» THE PROBLEM
Repeat the data exactly as it appears.

» GIVEN INFORMATION
****************
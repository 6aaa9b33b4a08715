use clap::Parser;

#[tokio::main]
async fn main() -> anyhow::Result<()> {
    // .env must be loaded before clap reads CHAT_SHIELD_* variables.
    dotenvy::dotenv().ok();
    let cli = chat_shield_lib::cli::Cli::parse();
    chat_shield_lib::run(cli).await
}
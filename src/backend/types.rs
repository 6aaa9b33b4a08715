//! Wire types for the chat backend.

use serde::{Deserialize, Serialize};

#[derive(Debug, Clone, Serialize)]
pub struct ChatRequest<'a> {
    pub message: &'a str,
}

/// Body of a backend response. Either field may be missing.
#[derive(Debug, Clone, Default, Deserialize)]
pub struct ChatResponse {
    #[serde(default)]
    pub reply: Option<String>,
    #[serde(default)]
    pub error: Option<String>,
}

impl ChatResponse {
    /// The backend's error message, ignoring an empty string.
    pub fn error_message(&self) -> Option<&str> {
        self.error.as_deref().filter(|e| !e.is_empty())
    }
}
****************
» ANSWER SECTION
repository 6aaa9b33b4a08715
use clap::Parser;

#[tokio::main]
async fn main() -> anyhow::Result<()> {
    // .env must be loaded before clap reads CHAT_SHIELD_* variables.
    dotenvy::dotenv().ok();
    let cli = chat_shield_lib::cli::Cli::parse();
    chat_shield_lib::run(cli).await
}
filename src/backend/types.rs
repository 6aaa9b33b4a08715
//! Wire types for the chat backend.

use serde::{Deserialize, Serialize};

#[derive(Debug, Clone, Serialize)]
pub struct ChatRequest<'a> {
    pub message: &'a str,
}

/// Body of a backend response. Either field may be missing.
#[derive(Debug, Clone, Default, Deserialize)]
pub struct ChatResponse {
    #[serde(default)]
    pub reply: Option<String>,
    #[serde(default)]
    pub error: Option<String>,
}

impl ChatResponse {
    /// The backend's error message, ignoring an empty string.
    pub fn error_message(&self) -> Option<&str> {
        self.error.as_deref().filter(|e| !e.is_empty())
    }
}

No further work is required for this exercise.